Así, pues, a Lourdes no sólo se va para recibir las gracias interior o también, si Dios lo concede, la gracia de la curación física, sino igualmente para dar o para prepararse a dar. Para trabajar con más voluntad y más eficiencia por la salvación del mundo. En Lourdes hemos de mirar también el ejemplo de Bernardita, su disponibilidad, su docilidad, la humildad y la valentía con las que, afrontando cualquier sacrificio, supo escuchar el mensaje que Dios, por medio de María, le comunicó para su vida personal, y, a través de Ella, para el prójimo y -bien podemos decir- para toda la humanidad. La Iglesia misma, en efecto, después del reconocimiento oficial de las apariciones pronunciado en 1862 por el obispo, mons. Laurence, sintió como suyo, como destinado a Ella, el mensaje de la Señora de Massabielle. De ello da testimonio la especial devoción que todos mis predecesores, comenzando por el Papa Pío IX, tuvieron al santuario de Lourdes. Tanto es así que, como sabréis, desde hace bastante tiempo existe en los jardines vaticanos una reproducción de la bendita Gruta de las apariciones.
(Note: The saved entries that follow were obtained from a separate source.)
//! URL helpers for building Ollama endpoints from a user-supplied host.
//!
//! Hosts come from flags, environment variables and config files, so they
//! arrive with or without trailing slashes and sometimes without a scheme.

use reqwest::Url;

/// Remove trailing slashes so endpoints can be appended without doubling them.
///
/// ```
/// use ollamatui::utils::url::normalize_base_url;
///
/// assert_eq!(normalize_base_url("http://localhost:11434/"), "http://localhost:11434");
/// assert_eq!(normalize_base_url("http://gpu-box/ollama///"), "http://gpu-box/ollama");
/// ```
pub fn normalize_base_url(base_url: &str) -> String {
    base_url.trim().trim_end_matches('/').to_string()
}

/// Join a host and an endpoint path such as `api/generate`.
///
/// Any path prefix on the host is kept, which matters for servers mounted
/// behind a reverse proxy.
///
/// ```
/// use ollamatui::utils::url::construct_api_url;
///
/// assert_eq!(
///     construct_api_url("http://localhost:11434", "api/tags"),
///     "http://localhost:11434/api/tags"
/// );
/// assert_eq!(
///     construct_api_url("https://proxy.example.com/ollama/", "/api/embed"),
///     "https://proxy.example.com/ollama/api/embed"
/// );
/// ```
pub fn construct_api_url(base_url: &str, endpoint: &str) -> String {
    let normalized_base = normalize_base_url(base_url);
    let endpoint = endpoint.trim_start_matches('/');
    format!("{}/{}", normalized_base, endpoint)
}

/// Same as [`construct_api_url`] for an already validated host.
pub fn endpoint_url(host: &Url, endpoint: &str) -> String {
    construct_api_url(host.as_str(), endpoint)
}

/// Reasons a host string cannot be used to reach a server.
pub fn host_problem(url: &Url) -> Option<&'static str> {
    if !matches!(url.scheme(), "http" | "https") {
        return Some("scheme must be http or https");
    }
    if url.host_str().map(str::is_empty).unwrap_or(true) {
        return Some("missing host name");
    }
    None
}

#[cfg(test)]
mod tests {
    use super::*;

    #[test]
    fn test_normalize_base_url() {
        assert_eq!(
            normalize_base_url("http://localhost:11434"),
            "http://localhost:11434"
        );
        assert_eq!(
            normalize_base_url("http://localhost:11434/"),
            "http://localhost:11434"
        );
        assert_eq!(
            normalize_base_url("  http://localhost:11434//  "),
            "http://localhost:11434"
        );
        assert_eq!(normalize_base_url("///"), "");
    }

    #[test]
    fn test_construct_api_url() {
        assert_eq!(
            construct_api_url("http://localhost:11434", "api/generate"),
            "http://localhost:11434/api/generate"
        );
        assert_eq!(
            construct_api_url("http://localhost:11434/", "/api/generate"),
            "http://localhost:11434/api/generate"
        );
        assert_eq!(
            construct_api_url("http://host/prefix///", "api/tags"),
            "http://host/prefix/api/tags"
        );
    }

    #[test]
    fn endpoint_url_drops_the_implicit_root_slash() {
        let host = Url::parse("http://localhost:11434").unwrap();
        // Url renders a bare host with a trailing slash.
        assert_eq!(host.as_str(), "http://localhost:11434/");
        assert_eq!(
            endpoint_url(&host, "api/embed"),
            "http://localhost:11434/api/embed"
        );
    }

    #[test]
    fn host_problem_rejects_non_http_schemes() {
        let ftp = Url::parse("ftp://example.com").unwrap();
        assert_eq!(host_problem(&ftp), Some("scheme must be http or https"));

        let ok = Url::parse("https://example.com:8443").unwrap();
        assert_eq!(host_problem(&ok), None);
    }
}
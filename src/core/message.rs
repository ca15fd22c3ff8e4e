use chrono::{DateTime, Utc};
use ratatui::crossterm::event::KeyEvent;

use crate::api::{EmbedResponse, GenerateResponse, ListModelResponse, SharedError};
use crate::core::ids::ComponentId;

/// Everything that flows through the event loop.
///
/// Messages addressed to a component carry its `id`; components ignore
/// messages meant for someone else, so every message can be offered to
/// every component.
#[derive(Debug, Clone)]
pub enum Msg {
    Key(KeyEvent),
    Resize {
        width: u16,
        height: u16,
    },
    SpinnerTick {
        id: ComponentId,
        tag: u64,
    },

    StartGenerate {
        id: ComponentId,
    },
    StopGenerate {
        id: ComponentId,
    },
    /// A decoded stream line from a generation worker. Only the owning
    /// session consumes these.
    GenerateChunk {
        id: ComponentId,
        request: u64,
        chunk: GenerateResponse,
    },
    /// A generation worker failed. Only the owning session consumes these.
    GenerateFailed {
        id: ComponentId,
        request: u64,
        error: SharedError,
    },
    /// Partial text, re-emitted by the session after it has been appended.
    GenerateResponse {
        id: ComponentId,
        created_at: DateTime<Utc>,
        response: String,
    },
    /// Terminal event for a generation. On failure `response` is empty and
    /// `done_reason` holds the error text.
    GenerateDone {
        id: ComponentId,
        created_at: DateTime<Utc>,
        response: String,
        done_reason: String,
        context: Option<Vec<i64>>,
    },

    StartEmbed {
        id: ComponentId,
    },
    StopEmbed {
        id: ComponentId,
    },
    EmbedResponse {
        id: ComponentId,
        request: u64,
        created_at: DateTime<Utc>,
        response: EmbedResponse,
    },
    EmbedError {
        id: ComponentId,
        request: u64,
        created_at: DateTime<Utc>,
        error: SharedError,
    },

    FetchModelList {
        id: ComponentId,
    },
    ModelListResponse {
        id: ComponentId,
        host: String,
        models: Vec<ListModelResponse>,
    },
    ModelListError {
        id: ComponentId,
        host: String,
        error: SharedError,
    },
    ModelSelected {
        id: ComponentId,
        host: String,
        selection: ListModelResponse,
    },
    ChooserAborted {
        id: ComponentId,
        error: Option<SharedError>,
    },
}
Y tengo el gusto de repetir aquí, como ya dije en Lourdes, que "me gusta rezar ante la gruta que está allí reproducida, y, cada año, el 11 de febrero, celebro en San Pedro una Misa para los enfermos" (Discurso de adiós del Papa a los peregrinos, Lourdes, 15 de agosto de 1983: L'Osservatore Romano, Edición en Lengua Española, 21 de agosto de 1983, pág. 13).

¡Virgen Inmaculada de Lourdes, continúa estando a nuestro lado en el momento del sufrimiento y de la prueba! Haz que, contemplando el misterio de tu belleza, podamos obtener, por los méritos de Cristo tu Hijo, el perdón de nuestras culpas.

¡Así sea!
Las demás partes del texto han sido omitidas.